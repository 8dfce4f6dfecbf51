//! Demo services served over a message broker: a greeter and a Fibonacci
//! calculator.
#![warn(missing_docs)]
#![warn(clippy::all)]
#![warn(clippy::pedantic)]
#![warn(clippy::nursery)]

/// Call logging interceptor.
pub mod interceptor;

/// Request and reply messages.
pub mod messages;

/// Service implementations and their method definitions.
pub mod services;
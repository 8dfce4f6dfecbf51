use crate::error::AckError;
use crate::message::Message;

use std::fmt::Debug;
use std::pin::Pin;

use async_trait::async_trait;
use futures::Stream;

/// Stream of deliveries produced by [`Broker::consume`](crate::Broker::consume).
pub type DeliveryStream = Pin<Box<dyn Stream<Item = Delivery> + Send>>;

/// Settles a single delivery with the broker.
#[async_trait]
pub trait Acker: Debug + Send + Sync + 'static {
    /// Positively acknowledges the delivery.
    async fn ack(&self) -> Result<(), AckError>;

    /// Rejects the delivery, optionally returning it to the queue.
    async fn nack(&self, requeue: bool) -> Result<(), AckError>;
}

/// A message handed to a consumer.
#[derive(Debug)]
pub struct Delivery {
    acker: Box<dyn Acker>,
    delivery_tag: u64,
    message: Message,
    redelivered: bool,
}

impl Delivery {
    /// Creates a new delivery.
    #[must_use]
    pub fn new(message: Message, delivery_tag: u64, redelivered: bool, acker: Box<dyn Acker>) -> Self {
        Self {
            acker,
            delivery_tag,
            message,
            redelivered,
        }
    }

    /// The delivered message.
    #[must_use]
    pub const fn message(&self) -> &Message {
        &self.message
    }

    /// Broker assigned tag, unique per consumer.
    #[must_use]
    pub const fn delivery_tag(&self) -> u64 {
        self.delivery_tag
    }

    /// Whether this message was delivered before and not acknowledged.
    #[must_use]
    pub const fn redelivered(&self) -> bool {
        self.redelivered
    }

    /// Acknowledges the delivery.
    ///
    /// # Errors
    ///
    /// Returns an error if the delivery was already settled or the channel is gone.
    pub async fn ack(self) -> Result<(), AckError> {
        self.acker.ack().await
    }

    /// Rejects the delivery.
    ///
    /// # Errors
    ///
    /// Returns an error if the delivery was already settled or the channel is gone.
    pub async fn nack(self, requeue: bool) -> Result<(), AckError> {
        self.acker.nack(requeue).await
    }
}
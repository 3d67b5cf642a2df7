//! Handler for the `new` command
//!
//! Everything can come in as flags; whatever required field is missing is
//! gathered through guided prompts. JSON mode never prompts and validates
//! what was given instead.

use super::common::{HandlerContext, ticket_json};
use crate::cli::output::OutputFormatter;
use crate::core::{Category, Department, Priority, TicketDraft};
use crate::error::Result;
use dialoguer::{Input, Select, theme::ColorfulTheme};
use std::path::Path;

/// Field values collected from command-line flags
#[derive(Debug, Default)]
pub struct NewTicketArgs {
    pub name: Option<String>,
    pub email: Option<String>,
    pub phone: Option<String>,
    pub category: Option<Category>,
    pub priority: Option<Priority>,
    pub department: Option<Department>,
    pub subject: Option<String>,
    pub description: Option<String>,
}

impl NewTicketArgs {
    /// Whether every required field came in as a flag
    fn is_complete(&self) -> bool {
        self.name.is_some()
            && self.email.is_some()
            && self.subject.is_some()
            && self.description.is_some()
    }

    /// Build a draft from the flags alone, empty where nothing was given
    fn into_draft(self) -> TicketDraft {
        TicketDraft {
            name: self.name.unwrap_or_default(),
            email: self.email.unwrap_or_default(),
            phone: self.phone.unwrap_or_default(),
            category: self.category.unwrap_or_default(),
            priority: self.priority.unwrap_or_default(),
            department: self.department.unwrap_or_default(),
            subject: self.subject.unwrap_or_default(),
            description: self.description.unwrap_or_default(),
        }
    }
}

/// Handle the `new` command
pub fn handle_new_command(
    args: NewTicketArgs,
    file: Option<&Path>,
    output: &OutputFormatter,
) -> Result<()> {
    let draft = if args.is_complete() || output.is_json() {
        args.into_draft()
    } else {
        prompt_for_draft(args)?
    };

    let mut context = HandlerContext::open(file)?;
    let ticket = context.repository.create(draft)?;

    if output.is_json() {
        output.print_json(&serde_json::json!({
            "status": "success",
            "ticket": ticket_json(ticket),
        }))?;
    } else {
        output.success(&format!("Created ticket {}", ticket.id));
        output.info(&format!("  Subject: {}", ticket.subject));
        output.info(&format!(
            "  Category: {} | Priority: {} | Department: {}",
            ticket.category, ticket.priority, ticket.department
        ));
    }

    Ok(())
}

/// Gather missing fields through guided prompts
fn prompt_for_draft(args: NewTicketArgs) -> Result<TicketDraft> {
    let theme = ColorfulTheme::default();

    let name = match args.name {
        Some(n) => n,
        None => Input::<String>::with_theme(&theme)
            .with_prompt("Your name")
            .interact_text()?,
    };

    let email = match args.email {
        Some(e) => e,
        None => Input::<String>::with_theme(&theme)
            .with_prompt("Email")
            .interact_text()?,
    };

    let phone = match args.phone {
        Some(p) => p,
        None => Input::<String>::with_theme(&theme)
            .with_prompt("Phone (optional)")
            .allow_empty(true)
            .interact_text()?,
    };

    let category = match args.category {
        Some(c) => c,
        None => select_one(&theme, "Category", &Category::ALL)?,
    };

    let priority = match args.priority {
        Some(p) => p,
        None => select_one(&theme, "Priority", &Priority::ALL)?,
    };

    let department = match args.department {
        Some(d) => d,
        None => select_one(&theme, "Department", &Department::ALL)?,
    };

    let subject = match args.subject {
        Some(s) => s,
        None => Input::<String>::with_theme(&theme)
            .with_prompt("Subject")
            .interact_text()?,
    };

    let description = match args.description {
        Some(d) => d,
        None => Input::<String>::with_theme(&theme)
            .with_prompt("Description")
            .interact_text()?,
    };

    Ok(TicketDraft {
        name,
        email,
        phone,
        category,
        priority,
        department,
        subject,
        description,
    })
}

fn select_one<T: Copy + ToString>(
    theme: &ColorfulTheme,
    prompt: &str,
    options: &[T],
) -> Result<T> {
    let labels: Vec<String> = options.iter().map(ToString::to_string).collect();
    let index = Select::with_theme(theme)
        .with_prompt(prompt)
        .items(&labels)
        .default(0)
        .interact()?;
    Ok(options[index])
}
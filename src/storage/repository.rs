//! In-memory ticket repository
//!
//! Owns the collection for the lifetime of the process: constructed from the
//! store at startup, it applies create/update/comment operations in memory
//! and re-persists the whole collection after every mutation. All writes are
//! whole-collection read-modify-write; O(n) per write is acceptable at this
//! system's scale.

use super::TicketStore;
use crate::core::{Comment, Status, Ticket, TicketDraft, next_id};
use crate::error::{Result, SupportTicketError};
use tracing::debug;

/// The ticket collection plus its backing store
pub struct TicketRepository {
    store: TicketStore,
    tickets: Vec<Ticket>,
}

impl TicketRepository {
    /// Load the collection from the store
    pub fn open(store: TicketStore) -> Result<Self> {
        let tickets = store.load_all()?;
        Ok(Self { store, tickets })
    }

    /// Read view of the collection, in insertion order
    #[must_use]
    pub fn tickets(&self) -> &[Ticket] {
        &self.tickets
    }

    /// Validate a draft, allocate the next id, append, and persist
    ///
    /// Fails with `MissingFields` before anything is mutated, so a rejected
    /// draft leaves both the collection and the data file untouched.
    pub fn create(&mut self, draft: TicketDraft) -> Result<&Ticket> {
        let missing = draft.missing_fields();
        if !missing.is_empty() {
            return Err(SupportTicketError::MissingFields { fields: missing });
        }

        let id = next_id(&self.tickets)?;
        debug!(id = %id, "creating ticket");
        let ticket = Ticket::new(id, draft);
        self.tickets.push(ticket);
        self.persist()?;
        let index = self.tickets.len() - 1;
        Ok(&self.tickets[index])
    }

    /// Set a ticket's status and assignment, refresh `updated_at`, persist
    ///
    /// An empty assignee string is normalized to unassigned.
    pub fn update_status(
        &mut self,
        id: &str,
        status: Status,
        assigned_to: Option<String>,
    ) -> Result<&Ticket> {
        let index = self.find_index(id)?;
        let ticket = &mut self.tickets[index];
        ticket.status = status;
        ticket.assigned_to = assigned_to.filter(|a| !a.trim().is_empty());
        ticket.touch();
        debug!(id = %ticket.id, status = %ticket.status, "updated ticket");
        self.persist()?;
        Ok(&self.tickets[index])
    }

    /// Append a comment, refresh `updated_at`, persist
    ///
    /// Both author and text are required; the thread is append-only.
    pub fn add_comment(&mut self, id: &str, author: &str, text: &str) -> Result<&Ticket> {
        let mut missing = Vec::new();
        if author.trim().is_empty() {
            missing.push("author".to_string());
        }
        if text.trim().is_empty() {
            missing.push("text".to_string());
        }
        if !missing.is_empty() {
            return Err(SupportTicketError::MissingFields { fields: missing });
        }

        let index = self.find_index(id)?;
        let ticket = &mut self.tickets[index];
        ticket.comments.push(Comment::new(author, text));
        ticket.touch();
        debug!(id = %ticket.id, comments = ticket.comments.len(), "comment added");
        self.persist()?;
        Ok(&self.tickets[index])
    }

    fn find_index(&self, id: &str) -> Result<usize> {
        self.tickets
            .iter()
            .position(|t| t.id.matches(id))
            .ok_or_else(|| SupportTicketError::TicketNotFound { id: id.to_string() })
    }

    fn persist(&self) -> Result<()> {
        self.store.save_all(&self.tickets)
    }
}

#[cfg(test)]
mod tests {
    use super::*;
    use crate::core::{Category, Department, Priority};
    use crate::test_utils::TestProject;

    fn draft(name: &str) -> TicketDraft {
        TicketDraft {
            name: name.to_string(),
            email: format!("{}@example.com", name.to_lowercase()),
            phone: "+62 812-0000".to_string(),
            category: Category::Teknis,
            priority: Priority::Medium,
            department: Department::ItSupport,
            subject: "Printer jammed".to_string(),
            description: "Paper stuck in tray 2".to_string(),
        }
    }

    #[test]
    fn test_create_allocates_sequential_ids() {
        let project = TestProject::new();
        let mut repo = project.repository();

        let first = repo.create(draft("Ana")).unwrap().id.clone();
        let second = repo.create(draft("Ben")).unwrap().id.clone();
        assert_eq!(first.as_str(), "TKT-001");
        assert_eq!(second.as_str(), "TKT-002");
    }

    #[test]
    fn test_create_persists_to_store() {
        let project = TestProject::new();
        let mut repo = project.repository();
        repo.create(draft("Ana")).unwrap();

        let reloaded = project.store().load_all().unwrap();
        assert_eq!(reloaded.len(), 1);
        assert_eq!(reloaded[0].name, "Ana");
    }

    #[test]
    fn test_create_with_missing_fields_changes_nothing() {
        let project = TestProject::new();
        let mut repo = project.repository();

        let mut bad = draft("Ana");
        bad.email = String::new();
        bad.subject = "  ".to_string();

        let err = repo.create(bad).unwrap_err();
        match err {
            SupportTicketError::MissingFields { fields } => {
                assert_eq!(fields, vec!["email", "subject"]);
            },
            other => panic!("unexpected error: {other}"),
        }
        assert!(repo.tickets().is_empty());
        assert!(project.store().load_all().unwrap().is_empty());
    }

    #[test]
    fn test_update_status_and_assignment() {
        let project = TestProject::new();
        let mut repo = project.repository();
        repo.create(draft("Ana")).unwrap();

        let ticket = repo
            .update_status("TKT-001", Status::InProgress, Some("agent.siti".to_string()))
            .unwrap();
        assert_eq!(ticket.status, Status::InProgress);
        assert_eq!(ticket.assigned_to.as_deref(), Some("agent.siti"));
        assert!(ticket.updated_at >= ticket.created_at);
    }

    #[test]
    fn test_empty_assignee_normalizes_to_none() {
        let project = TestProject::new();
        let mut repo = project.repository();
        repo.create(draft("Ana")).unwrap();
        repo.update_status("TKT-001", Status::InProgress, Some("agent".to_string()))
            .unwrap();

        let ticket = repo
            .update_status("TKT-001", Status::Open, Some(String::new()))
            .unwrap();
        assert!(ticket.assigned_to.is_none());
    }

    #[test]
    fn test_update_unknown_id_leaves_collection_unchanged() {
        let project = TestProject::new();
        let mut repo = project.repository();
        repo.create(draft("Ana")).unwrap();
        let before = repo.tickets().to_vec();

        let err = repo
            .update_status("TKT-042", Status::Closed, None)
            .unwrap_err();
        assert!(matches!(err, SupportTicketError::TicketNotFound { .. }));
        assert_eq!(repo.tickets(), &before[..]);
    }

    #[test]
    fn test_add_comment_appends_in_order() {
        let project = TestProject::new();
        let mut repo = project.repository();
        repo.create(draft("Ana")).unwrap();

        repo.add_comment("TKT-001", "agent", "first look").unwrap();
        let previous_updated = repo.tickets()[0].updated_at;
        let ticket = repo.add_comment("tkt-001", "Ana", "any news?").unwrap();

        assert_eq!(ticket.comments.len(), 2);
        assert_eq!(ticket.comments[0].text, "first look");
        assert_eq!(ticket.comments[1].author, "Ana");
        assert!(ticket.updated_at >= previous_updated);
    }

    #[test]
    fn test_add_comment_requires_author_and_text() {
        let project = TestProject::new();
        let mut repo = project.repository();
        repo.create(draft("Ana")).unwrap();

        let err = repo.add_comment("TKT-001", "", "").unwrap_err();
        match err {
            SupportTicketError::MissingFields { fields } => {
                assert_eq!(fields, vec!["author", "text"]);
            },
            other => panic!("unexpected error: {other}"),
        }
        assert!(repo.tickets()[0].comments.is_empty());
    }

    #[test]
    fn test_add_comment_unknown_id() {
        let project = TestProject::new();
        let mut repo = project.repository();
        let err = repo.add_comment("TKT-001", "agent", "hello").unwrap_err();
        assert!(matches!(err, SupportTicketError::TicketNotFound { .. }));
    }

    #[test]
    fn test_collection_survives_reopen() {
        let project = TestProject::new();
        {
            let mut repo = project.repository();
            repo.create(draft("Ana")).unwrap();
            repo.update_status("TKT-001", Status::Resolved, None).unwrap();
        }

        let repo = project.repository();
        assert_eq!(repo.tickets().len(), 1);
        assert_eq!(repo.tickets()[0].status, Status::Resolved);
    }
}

EXERCISE DESCRIPTION:
Of all the entries above, repeat only the lines from the line that has "use std::pin::Pin;" to the line that has "async fn ack(&self)", both lines included, exactly.

ANSWER BOX:
use std::pin::Pin;

use async_trait::async_trait;
use futures::Stream;

/// Stream of deliveries produced by [`Broker::consume`](crate::Broker::consume).
pub type DeliveryStream = Pin<Box<dyn Stream<Item = Delivery> + Send>>;

/// Settles a single delivery with the broker.
#[async_trait]
pub trait Acker: Debug + Send + Sync + 'static {
    /// Positively acknowledges the delivery.
    async fn ack(&self) -> Result<(), AckError>;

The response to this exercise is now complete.